Thin objects: effect on the electrical losses (Module strings calculation)
NB: This procedure is only useable with the "Electrical shading loss according to modules strings" procedure. There is no equivalent in the "Module Layout" for the moment.
If a shading object is sufficiently thin, its shade will not cover a full cell. Even if it is rather far and produces a broad semi-shading (due to the sun's diameter), the irradiance loss should be considered as the integral of the shading figure, and will be the same as the effect of a well delimited thin shading of the same wire.
This is the case of electrical wires above the array, handrails, etc. The case of electrical wires is particularly important, as it affects the array during the whole day.
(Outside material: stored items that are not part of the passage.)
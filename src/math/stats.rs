//! Small numerically careful helpers shared by preprocessing and the fitters.

/// Probabilities are kept inside `[P_EPS, 1 - P_EPS]` wherever a log is taken.
pub const P_EPS: f64 = 1e-5;

pub fn mean(values: &[f64]) -> Option<f64> {
    if values.is_empty() {
        return None;
    }
    Some(values.iter().sum::<f64>() / values.len() as f64)
}

/// Sample standard deviation (n - 1 denominator).
pub fn sample_sd(values: &[f64]) -> Option<f64> {
    if values.len() < 2 {
        return None;
    }
    let m = mean(values)?;
    let ss: f64 = values.iter().map(|v| (v - m) * (v - m)).sum();
    Some((ss / (values.len() as f64 - 1.0)).sqrt())
}

/// Median of a slice; sorts in place.
pub fn median_mut(values: &mut [f64]) -> Option<f64> {
    if values.is_empty() {
        return None;
    }
    values.sort_by(|a, b| a.partial_cmp(b).unwrap_or(std::cmp::Ordering::Equal));
    let mid = values.len() / 2;
    if values.len() % 2 == 1 {
        Some(values[mid])
    } else {
        Some((values[mid - 1] + values[mid]) / 2.0)
    }
}

/// Logistic function, stable for large |x|.
pub fn sigmoid(x: f64) -> f64 {
    if x >= 0.0 {
        1.0 / (1.0 + (-x).exp())
    } else {
        let e = x.exp();
        e / (1.0 + e)
    }
}

pub fn logit(p: f64) -> f64 {
    let p = p.clamp(P_EPS, 1.0 - P_EPS);
    (p / (1.0 - p)).ln()
}

/// Soft-thresholding operator `S(z, g) = sign(z) * max(|z| - g, 0)`.
pub fn soft_threshold(z: f64, gamma: f64) -> f64 {
    if z > gamma {
        z - gamma
    } else if z < -gamma {
        z + gamma
    } else {
        0.0
    }
}

/// Per-observation binomial deviance contribution.
pub fn binomial_deviance(y: f64, p: f64) -> f64 {
    let p = p.clamp(P_EPS, 1.0 - P_EPS);
    -2.0 * (y * p.ln() + (1.0 - y) * (1.0 - p).ln())
}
In these cases the current in the cell will be reduced by a factor of the order of the wire diameter, with respect to the cell's size. We will call this ratio the "Thin Object ratio". Remember that in a string of modules, the current is limited by the worst cell (i.e. the cell with lower current).
We can take this situation into account in the shading calculation mode "According to module strings". In this mode the production of the whole string is considered lost as soon as one cell of the string is fully shaded.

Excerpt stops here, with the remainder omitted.